This guide is supposed to work as a brief "online help" for Stata for Windows that makes specific use of the possibilities of the internet. It was modeled after my SPSS guide. Its aim is to provide an intermediate road to learning Stata that hopefully is especially convenient for newbies (even though not for absolute beginners). Throughout, it is assumed that users have already mastered the statistical procedures I am dealing with, as no explanations of these are given. All you can learn here is how to put things into practice with Stata.
Please note also that this guide does not introduce you in any thorough way to the fundamentals of working with Stata for Windows, e.g., how to install the program, what the different "windows" are, how to set up a data base, how exactly to execute commands from a do file, etc. Of course, much of it will be mentioned, but it won't be explained in any depth, as these are things that are quite tiresome to explain in writing and very easy to explain simply by demonstrating and rehearsing (and some trial and error). But when you have just developed a basic idea of how the program works, this guide hopefully may be of some help.
There are great books about working with Stata. Also, the handbooks are very fine. The only advantage of this guide is that you don't have to carry it around.

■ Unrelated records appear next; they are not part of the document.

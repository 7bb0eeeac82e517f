//! Environment configuration.
//!
//! | Variable | Default |
//! |---|---|
//! | `WISDOM_DATA_DIR` | `./data` |
//! | `WISDOM_DB_PATH` | `<data>/wisdom.db` |
//! | `WISDOM_CONTENT_ROOT` | `<data>/content` |
//! | `WISDOM_PULL_BATCH` | `100` |
//! | `WISDOM_ADAPTERS` | none beyond `markdown` |
//!
//! Blank values count as unset. Command-line flags win over the
//! environment.

use crate::error::{CliError, CliResult};
use std::path::{Component, Path, PathBuf};
use wisdom_core::StoreConfig;

/// Default number of events per pull.
pub const DEFAULT_PULL_BATCH: u32 = 100;

/// Values given on the command line.
#[derive(Debug, Clone, Default)]
pub struct Overrides {
    /// `--data-dir`.
    pub data_dir: Option<PathBuf>,
    /// `--db`.
    pub db_path: Option<PathBuf>,
    /// `--content-root`.
    pub content_root: Option<PathBuf>,
}

/// Resolved CLI configuration. Every path is absolute and cleaned.
#[derive(Debug, Clone, PartialEq, Eq)]
pub struct WisdomConfig {
    /// Directory holding the database and content by default.
    pub data_dir: PathBuf,
    /// SQLite database file.
    pub db_path: PathBuf,
    /// Directory that relative document paths resolve against.
    pub content_root: PathBuf,
    /// Events per pull for `mirror-sync`.
    pub pull_batch: u32,
    /// Adapters registered in addition to the default one.
    pub adapters: Vec<String>,
}

impl WisdomConfig {
    /// Loads from the process environment.
    pub fn from_env(overrides: &Overrides) -> CliResult<Self> {
        Self::load(|key| std::env::var(key).ok(), overrides)
    }

    /// Loads from an arbitrary variable lookup.
    pub fn load(lookup: impl Fn(&str) -> Option<String>, overrides: &Overrides) -> CliResult<Self> {
        let var = |key: &str| {
            lookup(key)
                .map(|v| v.trim().to_string())
                .filter(|v| !v.is_empty())
        };
        let flag = |value: &Option<PathBuf>| {
            value.as_ref().map(|p| p.to_string_lossy().into_owned())
        };

        let data_dir = flag(&overrides.data_dir)
            .or_else(|| var("WISDOM_DATA_DIR"))
            .unwrap_or_else(|| "./data".to_string());
        let data_dir = normalize_path("WISDOM_DATA_DIR", &data_dir)?;

        let db_path = match flag(&overrides.db_path).or_else(|| var("WISDOM_DB_PATH")) {
            Some(raw) => normalize_path("WISDOM_DB_PATH", &raw)?,
            None => data_dir.join("wisdom.db"),
        };
        let content_root =
            match flag(&overrides.content_root).or_else(|| var("WISDOM_CONTENT_ROOT")) {
                Some(raw) => normalize_path("WISDOM_CONTENT_ROOT", &raw)?,
                None => data_dir.join("content"),
            };

        let pull_batch = match var("WISDOM_PULL_BATCH") {
            Some(raw) => match raw.parse::<u32>() {
                Ok(n) if n > 0 => n,
                _ => {
                    return Err(CliError::config(
                        "WISDOM_PULL_BATCH",
                        format!("{raw:?} is not a positive integer"),
                    ))
                }
            },
            None => DEFAULT_PULL_BATCH,
        };

        let adapters = var("WISDOM_ADAPTERS")
            .map(|raw| {
                raw.split(',')
                    .map(str::trim)
                    .filter(|a| !a.is_empty())
                    .map(str::to_string)
                    .collect()
            })
            .unwrap_or_default();

        Ok(Self {
            data_dir,
            db_path,
            content_root,
            pull_batch,
            adapters,
        })
    }

    /// Store configuration with the configured adapters registered.
    pub fn store_config(&self) -> StoreConfig {
        self.adapters
            .iter()
            .fold(StoreConfig::new(), |config, adapter| config.with_adapter(adapter.as_str()))
    }

    /// Default client mirror location.
    pub fn mirror_path(&self) -> PathBuf {
        self.data_dir.join("mirror.db")
    }
}

/// Trims, cleans and absolutizes a configured path.
pub fn normalize_path(key: &'static str, raw: &str) -> CliResult<PathBuf> {
    let trimmed = raw.trim();
    if trimmed.is_empty() {
        return Err(CliError::config(key, "path is empty"));
    }

    let path = Path::new(trimmed);
    let absolute = if path.is_absolute() {
        path.to_path_buf()
    } else {
        std::env::current_dir()
            .map_err(|e| CliError::io("resolve working directory", e))?
            .join(path)
    };
    Ok(clean(&absolute))
}

/// Lexically removes `.` and resolves `..` components.
fn clean(path: &Path) -> PathBuf {
    let mut out = PathBuf::new();
    for component in path.components() {
        match component {
            Component::CurDir => {}
            Component::ParentDir => {
                out.pop();
            }
            other => out.push(other.as_os_str()),
        }
    }
    out
}

#[cfg(test)]
mod tests {
    use super::*;
    use std::collections::HashMap;

    fn load(vars: &[(&str, &str)], overrides: &Overrides) -> CliResult<WisdomConfig> {
        let vars: HashMap<String, String> = vars
            .iter()
            .map(|(k, v)| (k.to_string(), v.to_string()))
            .collect();
        WisdomConfig::load(|key| vars.get(key).cloned(), overrides)
    }

    #[test]
    fn defaults_hang_off_the_data_dir() {
        let config = load(&[("WISDOM_DATA_DIR", "/srv/wisdom/")], &Overrides::default()).unwrap();
        assert_eq!(config.data_dir, PathBuf::from("/srv/wisdom"));
        assert_eq!(config.db_path, PathBuf::from("/srv/wisdom/wisdom.db"));
        assert_eq!(config.content_root, PathBuf::from("/srv/wisdom/content"));
        assert_eq!(config.pull_batch, DEFAULT_PULL_BATCH);
        assert!(config.adapters.is_empty());
    }

    #[test]
    fn relative_paths_become_absolute() {
        let config = load(&[], &Overrides::default()).unwrap();
        assert!(config.data_dir.is_absolute());
        assert!(config.data_dir.ends_with("data"));
    }

    #[test]
    fn blank_values_fall_back() {
        let config = load(
            &[("WISDOM_DATA_DIR", "/srv/w"), ("WISDOM_DB_PATH", "   ")],
            &Overrides::default(),
        )
        .unwrap();
        assert_eq!(config.db_path, PathBuf::from("/srv/w/wisdom.db"));
    }

    #[test]
    fn paths_are_cleaned() {
        let config = load(
            &[
                ("WISDOM_DATA_DIR", "/srv/w"),
                ("WISDOM_CONTENT_ROOT", " /srv/./notes/../content "),
            ],
            &Overrides::default(),
        )
        .unwrap();
        assert_eq!(config.content_root, PathBuf::from("/srv/content"));
    }

    #[test]
    fn flags_override_environment() {
        let overrides = Overrides {
            db_path: Some(PathBuf::from("/tmp/other.db")),
            ..Overrides::default()
        };
        let config = load(&[("WISDOM_DB_PATH", "/srv/w/wisdom.db")], &overrides).unwrap();
        assert_eq!(config.db_path, PathBuf::from("/tmp/other.db"));
    }

    #[test]
    fn bad_pull_batch_is_rejected() {
        for raw in ["0", "-3", "many"] {
            let err = load(&[("WISDOM_PULL_BATCH", raw)], &Overrides::default()).unwrap_err();
            assert!(err.to_string().contains("WISDOM_PULL_BATCH"));
        }
        let config = load(&[("WISDOM_PULL_BATCH", "25")], &Overrides::default()).unwrap();
        assert_eq!(config.pull_batch, 25);
    }

    #[test]
    fn adapters_register_with_store() {
        let config = load(&[("WISDOM_ADAPTERS", "pdf, docx,,")], &Overrides::default()).unwrap();
        assert_eq!(config.adapters, vec!["pdf", "docx"]);

        let store = config.store_config();
        assert!(store.knows_adapter("pdf"));
        assert!(store.knows_adapter("markdown"));
    }

    #[test]
    fn empty_path_is_an_error() {
        assert!(normalize_path("WISDOM_DB_PATH", "  ").is_err());
    }
}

In the age of the internet, almost everyone who is working with a computer has immediate access to the world wide web and can easily retrieve this guide. Of course, it goes not much beyond Stata's help system; and in many, many respects the help system is much more comprehensive. Yet, there is one advantage of this guide: It is structured according to procedures and therefore may help you to find more easily what you need. Another advantage (which in other respects is a disadvantage, of course) is its relative brevity. For instance, as of version 11, Stata handbooks come as PDF files. This is very nice inasmuch you can carry them easily with you, in contrast to the tons of paper that were distributed earlier. But there is a drawback: It's not easy to browse through long texts on a computer. So, perhaps there is still a place for this guide; if it isn't, I don't care much, as I write it basically for myself.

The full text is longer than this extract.